Холопы понурились: воля не радовала. Сойдешь со двора – и вовсе с голоду загинешь, теперь ни один боярин к себе не возьмет.

Из дворни выступил Тимошка Шаров.

– А дашь ли нам грамотки отпускные, князь?

– Грамотки? Грамоток не дам, родимые. Отпущаю вас на время, покуда земля не поустроится.

Холопы загомонили:

– Никто нас без отпускных не возьмет. Де, беглые мы. Куды ж нам без грамоток?!

Князь же, прищурясь, свое гнет:

– Русь велика, родимые. Отпустить же с грамотками не волен, на то есть царевы указы. Ступайте к государю Борису Федоровичу да челом бейте. Авось новый указ отпишет.

– То за комаром с топором бегать, князь! – выкрикнул Тимошка. – Сыты мы царскими указами. Что ни повеленье, то хомут мужику да холопу. Ведаем мы Бориса, не истинный он царь!

Слова дерзкие, крамольные, но Шуйскому их слушать любо: ни одного царя так не хулили. Послушал бы Борис Федорович! За такие речи – плаха. Ну да пусть холоп ворует, пусть царя поносит.

А Тимоха и вовсе разошелся. Шапку оземь:

– Нельзя нам без грамотки, князь. Коль насовсем отпустить не волен, дай грамотку на год. Без того нам не харчиться.

– Нет, родимые, о том меня и не просите. Ступайте с богом.

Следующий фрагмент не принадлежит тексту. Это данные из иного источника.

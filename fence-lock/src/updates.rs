//! Parsing and classification of pre-receive ref update lines.
//!
//! The hook receives one line per requested transition:
//! `"<old-oid> <new-oid> <refname>"`. An all-zero old oid is a creation, an
//! all-zero new oid is a deletion; both zero is invalid. Both SHA-1 and
//! SHA-256 hex lengths are accepted via `ObjectId::from_hex`.

use gix_hash::ObjectId;

use crate::{Error, BRANCH_NAMESPACE, LOCK_NAMESPACE};

/// A single requested ref transition.
#[derive(Debug, Clone, PartialEq, Eq)]
pub enum RefUpdate {
    /// Create a new reference pointing at `new`.
    Create {
        /// The object the ref will point at.
        new: ObjectId,
        /// The full ref name.
        name: String,
    },
    /// Update an existing reference from `old` to `new`.
    Update {
        /// The object the ref currently points at.
        old: ObjectId,
        /// The object the ref will point at.
        new: ObjectId,
        /// The full ref name.
        name: String,
    },
    /// Delete an existing reference which pointed at `old`.
    Delete {
        /// The object the ref pointed at.
        old: ObjectId,
        /// The full ref name.
        name: String,
    },
}

/// Namespace routing for one update.
#[derive(Debug, Clone, Copy, PartialEq, Eq)]
pub enum UpdateKind {
    /// A ref under the lock namespace.
    LockToken,
    /// A ref under `refs/heads/`.
    Branch,
    /// Anything else; ignored by enforcement.
    Other,
}

impl RefUpdate {
    /// The refname targeted by this update.
    pub fn name(&self) -> &str {
        match self {
            RefUpdate::Create { name, .. } => name,
            RefUpdate::Update { name, .. } => name,
            RefUpdate::Delete { name, .. } => name,
        }
    }

    /// Which enforcement path this update routes to.
    pub fn kind(&self) -> UpdateKind {
        let name = self.name();
        if name.starts_with(LOCK_NAMESPACE) {
            UpdateKind::LockToken
        } else if name.starts_with(BRANCH_NAMESPACE) {
            UpdateKind::Branch
        } else {
            UpdateKind::Other
        }
    }

    /// Parse one `"<old> <new> <refname>"` line.
    pub fn parse(line: &str) -> Result<Self, Error> {
        let mut it = line.split_whitespace();
        let old_hex = it.next().ok_or_else(|| Error::Protocol("missing <old> oid".into()))?;
        let new_hex = it.next().ok_or_else(|| Error::Protocol("missing <new> oid".into()))?;
        let name = it.next().ok_or_else(|| Error::Protocol("missing <refname>".into()))?;

        // Refnames cannot contain spaces, so extra tokens are invalid.
        if it.next().is_some() {
            return Err(Error::Protocol("unexpected tokens after <refname>".into()));
        }

        let old_is_zero = is_all_zeros(old_hex);
        let new_is_zero = is_all_zeros(new_hex);
        if old_is_zero && new_is_zero {
            return Err(Error::Protocol("both old and new are zero (invalid update)".into()));
        }

        let parse_oid = |hex: &str| {
            ObjectId::from_hex(hex.as_bytes())
                .map_err(|e| Error::Protocol(format!("invalid oid '{hex}': {e}")))
        };

        if old_is_zero {
            return Ok(RefUpdate::Create {
                new: parse_oid(new_hex)?,
                name: name.to_owned(),
            });
        }
        if new_is_zero {
            return Ok(RefUpdate::Delete {
                old: parse_oid(old_hex)?,
                name: name.to_owned(),
            });
        }
        Ok(RefUpdate::Update {
            old: parse_oid(old_hex)?,
            new: parse_oid(new_hex)?,
            name: name.to_owned(),
        })
    }

    /// Parse all non-empty lines of hook stdin.
    pub fn parse_all(input: &str) -> Result<Vec<Self>, Error> {
        input
            .lines()
            .map(|l| l.trim_end_matches('\r'))
            .filter(|l| !l.is_empty())
            .map(Self::parse)
            .collect()
    }
}

/// True if all chars are ASCII '0'.
fn is_all_zeros(s: &str) -> bool {
    !s.is_empty() && s.bytes().all(|b| b == b'0')
}
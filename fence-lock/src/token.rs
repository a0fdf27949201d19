//! Lock tokens encoded entirely in ref names.
//!
//! `refs/fence/sem/<key>/<owner>@<expiry>/<nonce>`: a single-segment key,
//! an owner that must not contain `/` or `@`, a decimal epoch-seconds
//! expiry where `0` means "no expiry", and an opaque non-empty nonce that
//! disambiguates multiple tokens held by the same owner.

use fence_core::identity;

use crate::LOCK_NAMESPACE;

/// A lock token decoded from its ref name.
#[derive(Debug, Clone, PartialEq, Eq)]
pub struct Token {
    /// The full ref name this token was decoded from.
    pub ref_name: String,
    /// The lock key the token belongs to.
    pub key: String,
    /// The pusher identity that holds the token.
    pub owner: String,
    /// Expiry as Unix epoch seconds; `0` means no expiry.
    pub expiry: u64,
    /// Opaque unique suffix.
    pub nonce: String,
}

impl Token {
    /// Decode a token from its ref name; `None` when the name does not
    /// follow the token shape.
    pub fn parse(ref_name: &str) -> Option<Self> {
        let rest = ref_name.strip_prefix(LOCK_NAMESPACE)?;
        let mut segments = rest.splitn(3, '/');
        let key = segments.next()?;
        let owner_expiry = segments.next()?;
        let nonce = segments.next()?;
        if key.is_empty() || nonce.is_empty() {
            return None;
        }
        let (owner, expiry) = owner_expiry.rsplit_once('@')?;
        if owner.is_empty() || owner.contains('@') {
            return None;
        }
        let expiry: u64 = expiry.parse().ok()?;
        Some(Self {
            ref_name: ref_name.to_owned(),
            key: key.to_owned(),
            owner: owner.to_owned(),
            expiry,
            nonce: nonce.to_owned(),
        })
    }

    /// Compose the ref name for a token.
    pub fn encode(key: &str, owner: &str, expiry: u64, nonce: &str) -> String {
        format!("{LOCK_NAMESPACE}{key}/{owner}@{expiry}/{nonce}")
    }

    /// Whether the token still counts as held at `now`.
    pub fn is_valid(&self, now: u64) -> bool {
        self.expiry == 0 || self.expiry > now
    }

    /// Whether the token has an expiry that has passed; anyone may reclaim
    /// such a token.
    pub fn is_expired(&self, now: u64) -> bool {
        self.expiry != 0 && self.expiry <= now
    }

    /// Whether `actor` holds this token (case-insensitive).
    pub fn owned_by(&self, actor: &str) -> bool {
        identity::same_actor(&self.owner, actor)
    }
}
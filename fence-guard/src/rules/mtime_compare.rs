//! Flag files that changed after their dependent files went stale.
//!
//! The rule encodes "files matching `group_b` must not lag behind files
//! matching `group_a`": any group A file whose mtime exceeds the newest
//! group B mtime by more than `epsilon_ms` is an offender. The tolerance
//! absorbs filesystem timestamp coarseness and clock skew. A fresh clone
//! resets every mtime to checkout time, which collapses the signal; there
//! is no reliable way to detect that, so no special case is made.

use std::path::Path;
use std::time::{SystemTime, UNIX_EPOCH};

use fence_core::glob::GlobSet;
use serde::Deserialize;

use crate::{Action, Annotation, Context, Rule, RuleError};

fn default_epsilon_ms() -> u64 {
    1500
}

fn default_only_tracked() -> bool {
    true
}

/// Options for [`MtimeCompare`].
#[derive(Debug, Clone, Deserialize)]
pub struct MtimeCompareOptions {
    /// Globs for the files expected to change, e.g. `["src/**"]`.
    pub group_a: Vec<String>,
    /// Globs for the dependent files that must keep up, e.g. a config file.
    pub group_b: Vec<String>,
    /// Tolerance in milliseconds before a group A file counts as newer.
    #[serde(default = "default_epsilon_ms")]
    pub epsilon_ms: u64,
    /// Restrict the comparison to tracked files (default) or walk the whole
    /// working directory.
    #[serde(default = "default_only_tracked")]
    pub only_tracked: bool,
    /// Report sink, defaults to blocking.
    #[serde(default)]
    pub action: Action,
}

/// Warns (or fails) when group A files are newer than every group B file
/// by more than the configured tolerance. Without any group B file the rule
/// passes silently: there is nothing to compare against.
pub struct MtimeCompare {
    group_a: GlobSet,
    group_b: GlobSet,
    epsilon_ms: u64,
    only_tracked: bool,
    action: Action,
}

impl MtimeCompare {
    /// Compile both glob sets from `options`.
    pub fn new(options: MtimeCompareOptions) -> Self {
        Self {
            group_a: GlobSet::compile(&options.group_a),
            group_b: GlobSet::compile(&options.group_b),
            epsilon_ms: options.epsilon_ms,
            only_tracked: options.only_tracked,
            action: options.action,
        }
    }
}

impl Rule for MtimeCompare {
    fn name(&self) -> &str {
        "mtime-compare"
    }

    fn run(&self, ctx: &mut Context) -> Result<(), RuleError> {
        let files = if self.only_tracked {
            ctx.repo().tracked_files()?
        } else {
            walk_files(ctx.repo().work_dir())
        };

        // Unreadable mtimes skip the file instead of failing the rule; a
        // transient filesystem race must not produce a false positive.
        let mut max_b: Option<u128> = None;
        for file in &files {
            if !self.group_b.is_match(file) {
                continue;
            }
            if let Some(ms) = mtime_millis(ctx, file) {
                max_b = Some(max_b.map_or(ms, |current| current.max(ms)));
            }
        }
        let Some(max_b) = max_b else {
            return Ok(());
        };

        let limit = max_b + u128::from(self.epsilon_ms);
        let newer: Vec<String> = files
            .iter()
            .filter(|file| self.group_a.is_match(file))
            .filter(|file| mtime_millis(ctx, file).is_some_and(|ms| ms > limit))
            .cloned()
            .collect();

        if !newer.is_empty() {
            let annotation = Annotation::new(self.name(), "group A files are newer than the newest group B file")
                .with_files(newer)
                .with_meta("max_b_epoch_ms", max_b.to_string())
                .with_meta("epsilon_ms", self.epsilon_ms.to_string());
            ctx.report(self.action, annotation);
        }
        Ok(())
    }
}

fn mtime_millis(ctx: &Context, file: &str) -> Option<u128> {
    let mtime = ctx.repo().mtime(file).ok()?;
    epoch_millis(mtime)
}

fn epoch_millis(time: SystemTime) -> Option<u128> {
    time.duration_since(UNIX_EPOCH).ok().map(|d| d.as_millis())
}

fn walk_files(root: &Path) -> Vec<String> {
    walkdir::WalkDir::new(root)
        .sort_by_file_name()
        .into_iter()
        .filter_entry(|entry| entry.file_name() != ".git")
        .filter_map(Result::ok)
        .filter(|entry| entry.file_type().is_file())
        .filter_map(|entry| {
            entry
                .path()
                .strip_prefix(root)
                .ok()
                .map(|rel| rel.to_string_lossy().replace('\\', "/"))
        })
        .collect()
}
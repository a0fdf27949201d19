//! fence-core: shared building blocks for the ref-fence hook binaries.
//!
//! This crate provides the minimal, reusable primitives used by both the
//! client-side guard runner (`fence-guard`) and the server-side lock
//! enforcement (`fence-lock`):
//!
//! - a dependency-free glob compiler for path patterns,
//! - a read-only repository inspector driving the `git` binary,
//! - pusher identity resolution for server-side hooks.
//!
#![deny(missing_docs, rust_2018_idioms)]
#![forbid(unsafe_code)]

pub mod glob;
pub mod identity;
pub mod repo;
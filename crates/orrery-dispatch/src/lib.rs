//! Off-thread execution of LOD, culling, error and simplification batches.
//!
//! Requests and responses are plain messages (see [`protocol`]); a
//! [`TaskDispatcher`] fans them out to a pool of [`Worker`] threads and
//! hands completions back without blocking the caller.

mod dispatcher;
pub mod protocol;
mod worker;

pub use dispatcher::{Completion, DispatchError, DispatchSettings, TaskDispatcher, TaskTicket};
pub use protocol::{Request, Response, TaskKind};
pub use worker::{Worker, WorkerStats};
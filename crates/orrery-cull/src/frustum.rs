//! Six-plane view frustum and AABB tests.
//!
//! Planes follow the convention `n·x + d >= 0` is inside. The camera
//! collaborator derives them; the culler treats them as opaque.

use glam::{DMat4, DVec3, DVec4};
use orrery_math::Aabb;
use serde::{Deserialize, Serialize};

/// Plane indices into [`Frustum::planes`].
const NEAR: usize = 0;
const FAR: usize = 1;
const LEFT: usize = 2;
const RIGHT: usize = 3;
const TOP: usize = 4;
const BOTTOM: usize = 5;

/// Result of testing an AABB against the frustum.
#[derive(Debug, Clone, Copy, PartialEq, Eq)]
pub enum Intersection {
    /// The box is entirely inside the frustum.
    Inside,
    /// The box is entirely outside at least one plane.
    Outside,
    /// The box straddles one or more frustum planes.
    Intersecting,
}

/// A half-space `normal·x + d >= 0`.
#[derive(Debug, Clone, Copy, PartialEq, Serialize, Deserialize)]
pub struct FrustumPlane {
    pub normal: [f64; 3],
    pub d: f64,
}

impl FrustumPlane {
    pub fn new(normal: DVec3, d: f64) -> Self {
        Self {
            normal: normal.to_array(),
            d,
        }
    }

    pub fn normal(&self) -> DVec3 {
        DVec3::from_array(self.normal)
    }

    /// Positive if inside, negative if outside, zero on the plane.
    pub fn signed_distance(&self, point: DVec3) -> f64 {
        self.normal().dot(point) + self.d
    }

    /// Corner of `aabb` furthest along the normal.
    fn positive_vertex(&self, aabb: &Aabb) -> DVec3 {
        let n = self.normal();
        let (min, max) = (aabb.min(), aabb.max());
        DVec3::new(
            if n.x > 0.0 { max.x } else { min.x },
            if n.y > 0.0 { max.y } else { min.y },
            if n.z > 0.0 { max.z } else { min.z },
        )
    }

    /// Corner of `aabb` furthest against the normal.
    fn negative_vertex(&self, aabb: &Aabb) -> DVec3 {
        let n = self.normal();
        let (min, max) = (aabb.min(), aabb.max());
        DVec3::new(
            if n.x > 0.0 { min.x } else { max.x },
            if n.y > 0.0 { min.y } else { max.y },
            if n.z > 0.0 { min.z } else { max.z },
        )
    }

    fn from_vec4(v: DVec4) -> Self {
        let len = v.truncate().length();
        let v = if len > 0.0 { v / len } else { v };
        Self::new(v.truncate(), v.w)
    }
}

/// A view frustum: near, far, left, right, top, bottom.
#[derive(Debug, Clone, PartialEq, Serialize, Deserialize)]
pub struct Frustum {
    pub planes: [FrustumPlane; 6],
}

impl Frustum {
    pub fn new(planes: [FrustumPlane; 6]) -> Self {
        Self { planes }
    }

    /// Extract normalized planes from a combined view-projection matrix
    /// (Griggs-Hartmann), for projections mapping depth to `[0, 1]` such as
    /// [`DMat4::perspective_rh`].
    pub fn from_view_projection(vp: &DMat4) -> Self {
        let rows = [vp.row(0), vp.row(1), vp.row(2), vp.row(3)];

        let mut planes = [DVec4::ZERO; 6];
        planes[NEAR] = rows[2];
        planes[FAR] = rows[3] - rows[2];
        planes[LEFT] = rows[3] + rows[0];
        planes[RIGHT] = rows[3] - rows[0];
        planes[TOP] = rows[3] - rows[1];
        planes[BOTTOM] = rows[3] + rows[1];

        Self::new(planes.map(FrustumPlane::from_vec4))
    }

    /// Test whether an AABB is at least partially inside the frustum.
    pub fn is_visible(&self, aabb: &Aabb) -> bool {
        self.classify(aabb) != Intersection::Outside
    }

    /// Classify an AABB against all six planes.
    ///
    /// p-vertex test: if the corner furthest along a plane's normal is
    /// behind that plane, the whole box is outside and testing stops.
    /// Conservative, so boxes near frustum corners may be kept even though
    /// they are outside, but a visible box is never rejected. The n-vertex
    /// separates `Inside` from `Intersecting`.
    pub fn classify(&self, aabb: &Aabb) -> Intersection {
        let mut all_inside = true;
        for plane in &self.planes {
            if plane.signed_distance(plane.positive_vertex(aabb)) < 0.0 {
                return Intersection::Outside;
            }
            if plane.signed_distance(plane.negative_vertex(aabb)) < 0.0 {
                all_inside = false;
            }
        }
        if all_inside {
            Intersection::Inside
        } else {
            Intersection::Intersecting
        }
    }
}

– С богом? – вошел в ярь Тимоха. – Не гневил бы бога-то, князь. У тебя амбары от жита ломятся. Аль то по-божески?

Князь Василий ахнул. Ишь куда замахнулся, смерд! Засучил на холопа рогатым посохом.

– Аль мерял мои сусеки, презорник! Давно воровство твое примечаю. На смуту прельщаешь, облыжник. Укажу батожьем высечь!

– Один черт подыхать! Батожье твое ведаем. Слюбно те над сирыми измываться. Ивашку Рыжана насмерть за­бил. Аль то по-божески? – сверкал белками, кипел Тимошка.

– И тебя забью горлохвата! – вышел из себя князь Василий. Отродясь не было, чтоб подлый смерд самого Рюриковича костерил. Да еще при ближней челяди. – Взять облыжника!

Послужильцы кинулись было к Тимохе, но того тесно огрудили холопы.

– Не замай Тимошку, боярин!

Толпа отчаянная; кое-кто за орясину схватился, вот-вот загуляет буча. Но бучи князь Василий страшился, хотелось отпустить холопов с миром. Время-то уж больно бунташное, как бы и вовсе дворовые не распоясались. Вон как озлобились, сермяжные рыла!

– Ступайте, неслухи!

 

После обедни дворецкий доложил:

– Афанасий Пальчиков к тебе, батюшка князь. Впущать ли?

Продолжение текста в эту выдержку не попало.